Le 22 juillet 2026, vers 06h35 UTC, le Soleil a produit la plus forte éruption (M3.6) de ces deux dernières semaines. Après une période de calme relatif, débutée le 7 juillet, l'étoile a soudainement rappelé son activité. Au cours des dernières 24 heures, les astronomes ont enregistré environ 20 éruptions, une augmentation notable par rapport aux 1 à 2 événements par jour enregistrés trois jours auparavant.
Au centre de l'attention se trouve le groupe isolé de taches solaires AR4493. Il est apparu et s'est rapidement développé en seulement deux jours, démontrant une hyperactivité avec une série d'éruptions de classe M. Au 21 juillet, la région avait acquis une configuration magnétique des plus instables (bêta-gamma-delta), la rendant capable d'émettre des éjections plus puissantes. Les éruptions se produisent précisément dans les régions géoefficaces, celles d'où les éjections de plasma peuvent atteindre la Terre.
Malgré ce pic, le niveau global de l'activité solaire reste faible pour le moment. Les spécialistes considèrent cet événement comme localisé, lié à ce groupe de taches spécifiques, plutôt qu'à une montée générale du 25e cycle solaire. Le principal facteur de la météo spatiale à l'heure actuelle reste un grand trou coronal sur le Soleil, générant un vent solaire rapide. Les indices géomagnétiques sont déjà élevés, mais n'ont pas encore atteint le niveau de tempêtes magnétiques. La probabilité de tempêtes faibles et modérées (G1-G2) reste élevée dans les jours à venir.
Malheureusement, le principal satellite d'observation de la NASA, le Solar Dynamics Observatory (SDO), se trouvait dans l'ombre de la Terre au moment de l'éruption et a manqué le moment le plus spectaculaire. Néanmoins, les données d'autres instruments, y compris GOES, ont permis de classifier rapidement l'événement. Des experts comme le géophysicien Stephan Burns suivent l'évolution d'AR4493 depuis plusieurs jours : la région a montré un comportement impulsif avec des éruptions M, et les 1 à 2 jours suivants sont considérés comme critiques. Une montée au niveau X, les éruptions les plus puissantes, est possible.

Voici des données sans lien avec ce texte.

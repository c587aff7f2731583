//! Readable table blob

use super::{quote_identifier, BlobError, BlobHandle};
use crate::db::Database;
use crate::errors::{blob_close_failure, blob_open_failure, Result};
use base64::engine::general_purpose::STANDARD;
use base64::Engine;
use rusqlite::{Connection, OptionalExtension};
use std::io::{self, Read};

/// Sequential reader over an existing blob table
///
/// Rows are fetched one at a time in `id` order, so memory use is bounded
/// by the largest block rather than the whole blob.
pub struct SqlFsReader<'a> {
    conn: &'a Connection,
    table: String,
    quoted: String,
    last_id: i64,
    block: Vec<u8>,
    pos: usize,
    exhausted: bool,
    closed: bool,
}

impl<'a> SqlFsReader<'a> {
    /// Open `table` for reading; fails if it does not exist
    pub fn open(db: &'a Database, table: &str) -> Result<Self> {
        let exists: i64 = db
            .conn()
            .query_row(
                "SELECT COUNT(*) FROM sqlite_master WHERE type = 'table' AND name = ?1",
                [table],
                |row| row.get(0),
            )
            .map_err(|e| blob_open_failure("sqlfs_open", table, e.to_string()))?;

        if exists == 0 {
            return Err(blob_open_failure(
                "sqlfs_open",
                table,
                "no model blob stored under this name",
            ));
        }

        Ok(Self {
            conn: db.conn(),
            table: table.to_string(),
            quoted: quote_identifier(table),
            last_id: -1,
            block: Vec::new(),
            pos: 0,
            exhausted: false,
            closed: false,
        })
    }

    fn next_block(&mut self) -> std::result::Result<bool, BlobError> {
        let row: Option<(i64, String)> = self
            .conn
            .query_row(
                &format!(
                    "SELECT id, block FROM {} WHERE id > ?1 ORDER BY id LIMIT 1",
                    self.quoted
                ),
                [self.last_id],
                |row| Ok((row.get(0)?, row.get(1)?)),
            )
            .optional()?;

        match row {
            None => Ok(false),
            Some((id, encoded)) => {
                self.block = STANDARD
                    .decode(encoded.as_bytes())
                    .map_err(|source| BlobError::Corrupt { id, source })?;
                self.pos = 0;
                self.last_id = id;
                Ok(true)
            }
        }
    }
}

impl Read for SqlFsReader<'_> {
    fn read(&mut self, out: &mut [u8]) -> io::Result<usize> {
        if self.closed {
            return Err(BlobError::Closed.into());
        }
        loop {
            if self.pos < self.block.len() {
                let n = out.len().min(self.block.len() - self.pos);
                out[..n].copy_from_slice(&self.block[self.pos..self.pos + n]);
                self.pos += n;
                return Ok(n);
            }
            if self.exhausted || out.is_empty() {
                return Ok(0);
            }
            if !self.next_block()? {
                self.exhausted = true;
            }
        }
    }
}

impl BlobHandle for SqlFsReader<'_> {
    fn close(&mut self) -> Result<()> {
        if self.closed {
            return Err(blob_close_failure(&self.table, BlobError::Closed.to_string()));
        }
        self.closed = true;
        self.block = Vec::new();
        Ok(())
    }
}
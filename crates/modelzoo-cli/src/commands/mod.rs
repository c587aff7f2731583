pub mod inspect;
pub mod load;
pub mod save;

use clap::Args;
use modelzoo_core::ModelZooConfig;
use modelzoo_store::{open_and_connect, Database};
use std::path::PathBuf;

/// Flags shared by every command
#[derive(Debug, Args)]
pub struct CommonArgs {
    /// Database connection string, e.g. sqlite3:///var/lib/modelzoo/models.db
    #[arg(long)]
    pub db: Option<String>,

    /// TOML configuration file
    #[arg(long)]
    pub config: Option<PathBuf>,
}

impl CommonArgs {
    pub fn load_config(&self) -> Result<ModelZooConfig, Box<dyn std::error::Error>> {
        Ok(match &self.config {
            Some(path) => ModelZooConfig::from_file(path)?,
            None => ModelZooConfig::default(),
        })
    }

    /// Connect only when a connection string was given
    pub fn connect(&self) -> Result<Option<Database>, Box<dyn std::error::Error>> {
        Ok(match &self.db {
            Some(conn_str) => Some(open_and_connect(conn_str)?),
            None => None,
        })
    }
}
//! Inspect command
//!
//! Table models are read metadata-only. File models have to be unpacked
//! to reach their sidecar, so they go through a scratch directory that is
//! removed afterwards.

use super::CommonArgs;
use clap::Args;
use modelzoo_core::destination::{resolve, Backend, Direction};
use modelzoo_store::ModelHandle;
use tempfile::TempDir;

#[derive(Debug, Args)]
pub struct InspectArgs {
    /// Destination the model was saved to
    #[arg(long)]
    pub from: String,

    /// Print as JSON
    #[arg(long)]
    pub json: bool,

    #[command(flatten)]
    pub common: CommonArgs,
}

pub fn execute(args: InspectArgs) -> Result<(), Box<dyn std::error::Error>> {
    let config = args.common.load_config()?;
    let backend = resolve(&args.from, Direction::Load, &config.resolver)?.backend();

    let loaded = match backend {
        Backend::Filesystem => {
            let scratch = TempDir::new()?;
            ModelHandle::load(&args.from, Some(scratch.path()), None, &config)?
        }
        Backend::TableBlob => {
            let db = args.common.connect()?;
            ModelHandle::load(&args.from, None, db.as_ref(), &config)?
        }
    };

    if args.json {
        let out = serde_json::json!({
            "destination": args.from,
            "backend": backend.as_str(),
            "format_version": loaded.metadata.format_version(),
            "train_select": loaded.train_select(),
        });
        println!("{}", serde_json::to_string_pretty(&out)?);
    } else {
        println!("{}", loaded.train_select());
    }
    Ok(())
}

Pour l'instant, aucune menace directe pour les technologies terrestres : les éruptions n'ont pas été accompagnées d'éjections de masse coronale (CME) significatives dirigées précisément vers la Terre. Cependant, l'ionisation accrue des couches supérieures de l'atmosphère peut provoquer des interférences radio de courte durée, en particulier du côté jour de la planète.
L'activité solaire est toujours pleine de surprises. Le groupe AR4493 continue de tourner dans la « zone de visée » de la Terre, et les astronomes continuent de suivre attentivement l'évolution des événements. Plusieurs jours s'annoncent où une nouvelle flambée pourrait apporter non seulement des données scientifiques, mais aussi des effets potentiels sous forme d'aurores polaires ou de perturbations mineures dans le fonctionnement des satellites et des réseaux électriques. La nature de notre étoile ne cesse de nous rappeler : même en période de calme relatif, elle est capable de manifestations soudaines de puissance.